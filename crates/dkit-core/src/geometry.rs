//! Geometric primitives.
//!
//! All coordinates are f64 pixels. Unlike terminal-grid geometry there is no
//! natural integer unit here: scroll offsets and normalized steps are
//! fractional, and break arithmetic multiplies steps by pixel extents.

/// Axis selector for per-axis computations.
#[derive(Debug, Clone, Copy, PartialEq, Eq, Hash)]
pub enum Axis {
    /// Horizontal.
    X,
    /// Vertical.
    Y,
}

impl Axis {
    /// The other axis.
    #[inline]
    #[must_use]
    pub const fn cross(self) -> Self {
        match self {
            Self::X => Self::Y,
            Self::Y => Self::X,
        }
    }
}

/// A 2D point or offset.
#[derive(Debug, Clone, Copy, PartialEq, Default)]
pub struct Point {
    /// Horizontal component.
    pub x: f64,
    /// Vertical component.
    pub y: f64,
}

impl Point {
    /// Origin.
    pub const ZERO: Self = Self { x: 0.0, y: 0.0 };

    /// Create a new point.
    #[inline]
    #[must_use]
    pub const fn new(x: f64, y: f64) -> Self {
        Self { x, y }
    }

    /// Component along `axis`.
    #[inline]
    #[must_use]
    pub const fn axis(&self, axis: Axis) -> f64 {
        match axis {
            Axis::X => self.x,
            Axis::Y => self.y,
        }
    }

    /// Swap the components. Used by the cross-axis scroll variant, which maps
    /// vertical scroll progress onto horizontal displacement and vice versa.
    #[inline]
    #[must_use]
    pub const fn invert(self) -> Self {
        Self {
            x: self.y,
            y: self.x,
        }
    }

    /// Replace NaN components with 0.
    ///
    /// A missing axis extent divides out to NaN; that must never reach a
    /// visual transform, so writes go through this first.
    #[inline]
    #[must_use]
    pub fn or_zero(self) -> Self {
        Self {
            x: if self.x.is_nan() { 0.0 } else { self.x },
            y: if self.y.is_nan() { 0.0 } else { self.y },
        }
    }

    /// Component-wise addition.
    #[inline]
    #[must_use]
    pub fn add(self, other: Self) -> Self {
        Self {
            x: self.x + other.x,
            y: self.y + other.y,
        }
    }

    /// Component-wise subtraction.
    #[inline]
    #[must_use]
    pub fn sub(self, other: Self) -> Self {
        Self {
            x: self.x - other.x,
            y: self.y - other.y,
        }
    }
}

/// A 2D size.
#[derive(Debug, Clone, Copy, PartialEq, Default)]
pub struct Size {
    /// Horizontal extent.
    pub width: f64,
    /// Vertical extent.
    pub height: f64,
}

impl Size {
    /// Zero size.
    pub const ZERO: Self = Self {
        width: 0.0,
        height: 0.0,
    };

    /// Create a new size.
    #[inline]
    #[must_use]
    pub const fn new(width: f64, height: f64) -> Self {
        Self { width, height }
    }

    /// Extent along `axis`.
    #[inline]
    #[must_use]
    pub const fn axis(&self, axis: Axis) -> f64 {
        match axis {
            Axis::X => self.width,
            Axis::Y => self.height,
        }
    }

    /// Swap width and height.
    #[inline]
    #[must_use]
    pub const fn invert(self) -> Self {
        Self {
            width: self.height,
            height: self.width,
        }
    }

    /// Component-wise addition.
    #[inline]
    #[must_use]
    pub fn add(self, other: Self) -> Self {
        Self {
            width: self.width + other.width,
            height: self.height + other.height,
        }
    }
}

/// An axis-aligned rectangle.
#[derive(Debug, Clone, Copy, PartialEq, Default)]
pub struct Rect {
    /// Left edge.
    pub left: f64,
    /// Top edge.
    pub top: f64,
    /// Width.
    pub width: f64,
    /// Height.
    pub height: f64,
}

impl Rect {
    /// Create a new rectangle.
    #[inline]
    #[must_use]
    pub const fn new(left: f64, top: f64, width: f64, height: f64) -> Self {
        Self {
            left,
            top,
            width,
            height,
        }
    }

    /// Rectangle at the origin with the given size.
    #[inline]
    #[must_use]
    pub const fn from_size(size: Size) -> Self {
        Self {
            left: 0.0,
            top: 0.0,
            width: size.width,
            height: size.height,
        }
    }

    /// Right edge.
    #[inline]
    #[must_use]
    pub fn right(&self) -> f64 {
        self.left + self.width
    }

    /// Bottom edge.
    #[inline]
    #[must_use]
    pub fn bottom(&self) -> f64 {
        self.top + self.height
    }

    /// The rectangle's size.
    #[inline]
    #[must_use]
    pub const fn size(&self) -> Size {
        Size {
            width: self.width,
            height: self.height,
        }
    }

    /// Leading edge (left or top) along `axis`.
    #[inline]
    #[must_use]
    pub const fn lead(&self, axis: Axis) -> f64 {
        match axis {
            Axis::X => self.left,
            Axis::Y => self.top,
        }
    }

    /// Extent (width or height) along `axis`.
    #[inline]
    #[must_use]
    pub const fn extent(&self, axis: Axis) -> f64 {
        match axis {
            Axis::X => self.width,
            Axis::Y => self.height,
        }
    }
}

* * *

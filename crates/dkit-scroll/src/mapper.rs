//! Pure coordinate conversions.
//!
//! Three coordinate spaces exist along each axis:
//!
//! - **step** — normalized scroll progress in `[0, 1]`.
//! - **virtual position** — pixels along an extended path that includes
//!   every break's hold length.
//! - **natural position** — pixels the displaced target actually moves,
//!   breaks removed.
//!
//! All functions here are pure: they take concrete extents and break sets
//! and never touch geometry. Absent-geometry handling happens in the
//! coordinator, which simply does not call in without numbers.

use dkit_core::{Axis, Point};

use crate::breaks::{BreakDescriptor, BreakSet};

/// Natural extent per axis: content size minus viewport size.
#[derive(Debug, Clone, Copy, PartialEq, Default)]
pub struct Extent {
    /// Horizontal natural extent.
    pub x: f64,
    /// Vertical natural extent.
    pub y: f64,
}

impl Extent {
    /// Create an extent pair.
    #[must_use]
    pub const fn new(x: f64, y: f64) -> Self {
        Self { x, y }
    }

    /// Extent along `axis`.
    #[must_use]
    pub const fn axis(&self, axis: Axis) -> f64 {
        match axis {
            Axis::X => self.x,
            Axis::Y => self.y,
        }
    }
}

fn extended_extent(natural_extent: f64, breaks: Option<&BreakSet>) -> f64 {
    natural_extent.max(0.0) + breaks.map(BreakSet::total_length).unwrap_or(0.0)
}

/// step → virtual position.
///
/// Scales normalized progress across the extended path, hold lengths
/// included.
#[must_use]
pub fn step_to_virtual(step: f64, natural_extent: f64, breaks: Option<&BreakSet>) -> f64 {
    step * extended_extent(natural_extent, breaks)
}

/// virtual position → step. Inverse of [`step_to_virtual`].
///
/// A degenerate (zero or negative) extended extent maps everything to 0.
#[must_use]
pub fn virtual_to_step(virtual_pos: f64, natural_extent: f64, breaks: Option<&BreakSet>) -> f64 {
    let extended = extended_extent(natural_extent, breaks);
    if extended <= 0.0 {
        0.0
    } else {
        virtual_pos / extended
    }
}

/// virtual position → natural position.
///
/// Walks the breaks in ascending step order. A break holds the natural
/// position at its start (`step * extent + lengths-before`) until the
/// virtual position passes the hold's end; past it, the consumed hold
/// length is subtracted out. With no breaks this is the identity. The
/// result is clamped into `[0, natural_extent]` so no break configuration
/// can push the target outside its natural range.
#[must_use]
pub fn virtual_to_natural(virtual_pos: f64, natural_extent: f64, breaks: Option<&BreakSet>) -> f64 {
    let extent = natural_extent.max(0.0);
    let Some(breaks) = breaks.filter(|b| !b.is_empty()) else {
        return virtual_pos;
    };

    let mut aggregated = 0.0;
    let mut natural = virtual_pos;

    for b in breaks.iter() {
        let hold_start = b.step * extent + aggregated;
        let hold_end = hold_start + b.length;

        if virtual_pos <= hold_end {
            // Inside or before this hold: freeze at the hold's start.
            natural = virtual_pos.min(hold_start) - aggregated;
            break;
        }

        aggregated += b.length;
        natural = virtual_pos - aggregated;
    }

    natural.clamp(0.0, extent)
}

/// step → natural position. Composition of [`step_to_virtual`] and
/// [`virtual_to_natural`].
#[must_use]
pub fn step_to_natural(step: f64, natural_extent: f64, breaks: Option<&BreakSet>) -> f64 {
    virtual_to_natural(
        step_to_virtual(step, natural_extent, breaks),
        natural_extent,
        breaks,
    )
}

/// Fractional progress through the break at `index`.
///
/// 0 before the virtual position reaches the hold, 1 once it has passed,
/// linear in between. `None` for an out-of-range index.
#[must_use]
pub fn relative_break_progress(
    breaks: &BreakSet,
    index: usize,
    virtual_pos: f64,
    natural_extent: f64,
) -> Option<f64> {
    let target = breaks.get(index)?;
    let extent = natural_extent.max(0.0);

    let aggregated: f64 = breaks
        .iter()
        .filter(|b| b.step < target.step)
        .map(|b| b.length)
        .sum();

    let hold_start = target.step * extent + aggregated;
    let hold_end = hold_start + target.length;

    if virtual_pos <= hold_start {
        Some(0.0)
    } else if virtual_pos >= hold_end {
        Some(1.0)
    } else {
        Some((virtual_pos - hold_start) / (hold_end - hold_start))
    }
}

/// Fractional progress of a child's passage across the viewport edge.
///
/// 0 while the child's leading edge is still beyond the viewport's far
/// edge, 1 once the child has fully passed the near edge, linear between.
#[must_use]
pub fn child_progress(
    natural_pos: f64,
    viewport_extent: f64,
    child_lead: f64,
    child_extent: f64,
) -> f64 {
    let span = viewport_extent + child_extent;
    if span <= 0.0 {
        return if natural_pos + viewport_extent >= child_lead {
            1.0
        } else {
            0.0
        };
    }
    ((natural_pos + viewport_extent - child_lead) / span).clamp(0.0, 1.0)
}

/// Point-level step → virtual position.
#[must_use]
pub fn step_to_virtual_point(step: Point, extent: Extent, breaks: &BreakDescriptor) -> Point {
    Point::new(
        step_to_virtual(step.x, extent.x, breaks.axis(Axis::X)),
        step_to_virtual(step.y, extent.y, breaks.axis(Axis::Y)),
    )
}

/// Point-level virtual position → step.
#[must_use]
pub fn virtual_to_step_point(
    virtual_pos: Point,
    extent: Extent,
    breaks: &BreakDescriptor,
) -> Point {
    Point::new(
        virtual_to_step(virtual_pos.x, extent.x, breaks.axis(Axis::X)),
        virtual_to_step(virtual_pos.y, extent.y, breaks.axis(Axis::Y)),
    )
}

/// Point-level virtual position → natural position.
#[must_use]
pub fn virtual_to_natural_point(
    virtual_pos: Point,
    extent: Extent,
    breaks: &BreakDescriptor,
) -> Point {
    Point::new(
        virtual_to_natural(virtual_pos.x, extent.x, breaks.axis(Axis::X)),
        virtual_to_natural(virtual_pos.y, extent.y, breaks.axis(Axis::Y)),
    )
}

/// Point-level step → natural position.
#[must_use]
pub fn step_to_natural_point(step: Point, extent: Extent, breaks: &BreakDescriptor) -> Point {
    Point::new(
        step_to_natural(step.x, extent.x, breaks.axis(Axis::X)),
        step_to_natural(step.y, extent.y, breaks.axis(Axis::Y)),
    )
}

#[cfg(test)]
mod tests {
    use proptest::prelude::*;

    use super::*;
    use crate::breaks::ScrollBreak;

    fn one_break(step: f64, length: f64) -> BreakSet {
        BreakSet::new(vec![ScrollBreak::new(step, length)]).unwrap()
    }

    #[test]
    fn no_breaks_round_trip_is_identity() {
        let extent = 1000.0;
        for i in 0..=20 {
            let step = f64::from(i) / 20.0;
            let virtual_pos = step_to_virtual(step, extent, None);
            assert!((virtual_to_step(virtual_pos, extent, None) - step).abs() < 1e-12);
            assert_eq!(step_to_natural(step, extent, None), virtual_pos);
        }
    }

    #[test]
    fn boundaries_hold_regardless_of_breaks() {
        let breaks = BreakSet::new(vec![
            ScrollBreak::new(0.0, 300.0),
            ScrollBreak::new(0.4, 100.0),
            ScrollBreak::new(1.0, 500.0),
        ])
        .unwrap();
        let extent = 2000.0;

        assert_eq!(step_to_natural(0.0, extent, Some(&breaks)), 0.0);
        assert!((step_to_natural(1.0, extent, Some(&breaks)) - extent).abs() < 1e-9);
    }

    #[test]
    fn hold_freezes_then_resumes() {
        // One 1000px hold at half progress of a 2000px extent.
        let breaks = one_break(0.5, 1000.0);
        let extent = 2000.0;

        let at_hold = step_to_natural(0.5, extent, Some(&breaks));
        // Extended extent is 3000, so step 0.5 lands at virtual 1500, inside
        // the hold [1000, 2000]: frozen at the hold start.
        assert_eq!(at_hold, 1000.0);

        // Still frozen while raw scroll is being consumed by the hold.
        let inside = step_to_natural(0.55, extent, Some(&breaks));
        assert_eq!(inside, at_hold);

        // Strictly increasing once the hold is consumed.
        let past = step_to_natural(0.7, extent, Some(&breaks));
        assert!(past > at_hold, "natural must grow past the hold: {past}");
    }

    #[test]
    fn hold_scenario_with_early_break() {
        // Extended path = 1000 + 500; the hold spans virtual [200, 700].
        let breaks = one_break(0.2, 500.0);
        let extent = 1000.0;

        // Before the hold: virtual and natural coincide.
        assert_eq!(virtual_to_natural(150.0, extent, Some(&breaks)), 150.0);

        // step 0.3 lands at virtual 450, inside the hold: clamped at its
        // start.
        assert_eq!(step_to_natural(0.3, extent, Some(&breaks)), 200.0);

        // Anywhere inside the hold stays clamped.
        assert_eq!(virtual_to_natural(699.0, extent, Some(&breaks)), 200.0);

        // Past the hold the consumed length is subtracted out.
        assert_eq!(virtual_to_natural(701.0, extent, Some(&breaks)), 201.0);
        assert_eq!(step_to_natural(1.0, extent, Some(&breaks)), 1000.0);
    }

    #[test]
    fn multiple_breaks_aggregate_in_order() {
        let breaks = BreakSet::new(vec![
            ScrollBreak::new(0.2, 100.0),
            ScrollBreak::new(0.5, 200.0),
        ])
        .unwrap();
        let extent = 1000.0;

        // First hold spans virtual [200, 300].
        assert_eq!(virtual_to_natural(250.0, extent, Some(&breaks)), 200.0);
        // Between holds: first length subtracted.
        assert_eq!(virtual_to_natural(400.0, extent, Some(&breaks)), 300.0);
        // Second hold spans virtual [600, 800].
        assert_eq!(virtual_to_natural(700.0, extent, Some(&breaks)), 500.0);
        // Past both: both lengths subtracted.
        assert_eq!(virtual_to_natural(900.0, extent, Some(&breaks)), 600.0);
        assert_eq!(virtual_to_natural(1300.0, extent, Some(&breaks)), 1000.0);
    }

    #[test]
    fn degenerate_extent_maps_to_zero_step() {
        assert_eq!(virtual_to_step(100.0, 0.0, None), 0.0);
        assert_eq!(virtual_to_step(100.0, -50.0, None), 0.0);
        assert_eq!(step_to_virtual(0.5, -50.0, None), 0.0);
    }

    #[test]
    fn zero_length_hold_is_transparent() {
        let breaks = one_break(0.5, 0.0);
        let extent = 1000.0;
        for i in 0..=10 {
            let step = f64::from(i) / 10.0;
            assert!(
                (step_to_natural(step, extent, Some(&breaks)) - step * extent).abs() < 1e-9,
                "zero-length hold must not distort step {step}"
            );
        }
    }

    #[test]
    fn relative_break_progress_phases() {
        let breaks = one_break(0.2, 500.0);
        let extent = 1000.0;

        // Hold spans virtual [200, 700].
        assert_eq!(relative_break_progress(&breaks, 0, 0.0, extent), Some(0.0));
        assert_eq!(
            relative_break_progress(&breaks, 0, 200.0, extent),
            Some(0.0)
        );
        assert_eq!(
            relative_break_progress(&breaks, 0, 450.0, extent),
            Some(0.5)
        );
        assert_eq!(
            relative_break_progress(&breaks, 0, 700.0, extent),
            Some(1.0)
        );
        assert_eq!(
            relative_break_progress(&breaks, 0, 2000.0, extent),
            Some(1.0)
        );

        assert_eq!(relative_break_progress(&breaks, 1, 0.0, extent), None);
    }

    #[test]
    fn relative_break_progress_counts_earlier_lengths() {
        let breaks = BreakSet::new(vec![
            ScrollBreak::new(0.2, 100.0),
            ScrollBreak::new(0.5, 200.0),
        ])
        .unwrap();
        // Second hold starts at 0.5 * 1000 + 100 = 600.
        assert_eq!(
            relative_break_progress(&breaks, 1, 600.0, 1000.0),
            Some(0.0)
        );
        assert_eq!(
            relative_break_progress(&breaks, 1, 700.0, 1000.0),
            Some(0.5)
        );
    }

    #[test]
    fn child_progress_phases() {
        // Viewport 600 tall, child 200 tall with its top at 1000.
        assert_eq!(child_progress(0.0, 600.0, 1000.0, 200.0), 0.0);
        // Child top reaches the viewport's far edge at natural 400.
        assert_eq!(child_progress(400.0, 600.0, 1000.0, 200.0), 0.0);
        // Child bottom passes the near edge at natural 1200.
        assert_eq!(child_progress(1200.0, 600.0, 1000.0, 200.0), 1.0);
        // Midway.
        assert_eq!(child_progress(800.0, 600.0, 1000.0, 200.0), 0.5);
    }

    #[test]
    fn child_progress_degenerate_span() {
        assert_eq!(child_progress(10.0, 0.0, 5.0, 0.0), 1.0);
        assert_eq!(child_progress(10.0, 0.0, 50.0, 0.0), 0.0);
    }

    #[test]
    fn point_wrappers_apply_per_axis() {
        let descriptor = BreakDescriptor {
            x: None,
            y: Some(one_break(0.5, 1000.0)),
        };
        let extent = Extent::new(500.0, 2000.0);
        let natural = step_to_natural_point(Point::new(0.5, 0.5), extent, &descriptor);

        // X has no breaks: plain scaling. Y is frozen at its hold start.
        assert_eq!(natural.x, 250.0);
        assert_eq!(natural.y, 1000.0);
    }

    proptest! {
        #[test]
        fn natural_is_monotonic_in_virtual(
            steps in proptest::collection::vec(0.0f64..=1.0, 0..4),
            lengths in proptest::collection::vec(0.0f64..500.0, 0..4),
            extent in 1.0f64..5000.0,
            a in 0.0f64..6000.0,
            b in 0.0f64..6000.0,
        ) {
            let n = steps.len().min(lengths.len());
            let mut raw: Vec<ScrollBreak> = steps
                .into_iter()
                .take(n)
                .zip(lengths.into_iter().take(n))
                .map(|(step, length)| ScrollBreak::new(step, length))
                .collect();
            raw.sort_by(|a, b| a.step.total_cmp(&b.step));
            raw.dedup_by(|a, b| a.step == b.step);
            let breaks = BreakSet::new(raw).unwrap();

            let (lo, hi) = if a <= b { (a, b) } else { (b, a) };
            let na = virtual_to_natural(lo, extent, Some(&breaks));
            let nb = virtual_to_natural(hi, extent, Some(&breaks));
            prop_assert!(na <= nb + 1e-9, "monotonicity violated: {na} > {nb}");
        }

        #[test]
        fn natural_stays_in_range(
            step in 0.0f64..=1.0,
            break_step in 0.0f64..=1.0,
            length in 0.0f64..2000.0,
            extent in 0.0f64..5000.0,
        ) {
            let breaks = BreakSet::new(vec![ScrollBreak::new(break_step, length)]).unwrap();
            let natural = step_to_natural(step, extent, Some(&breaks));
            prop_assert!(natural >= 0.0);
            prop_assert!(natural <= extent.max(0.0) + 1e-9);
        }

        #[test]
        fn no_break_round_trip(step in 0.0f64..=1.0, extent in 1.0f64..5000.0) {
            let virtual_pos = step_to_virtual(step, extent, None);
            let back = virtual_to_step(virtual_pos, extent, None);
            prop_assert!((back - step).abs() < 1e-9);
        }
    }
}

EXERCISE: Which of the lines above hold the word "this"? Copy each one.

FINAL ANSWER:
    /// visual transform, so writes go through this first.
/// length is subtracted out. With no breaks this is the identity. The
            // Inside or before this hold: freeze at the hold's start.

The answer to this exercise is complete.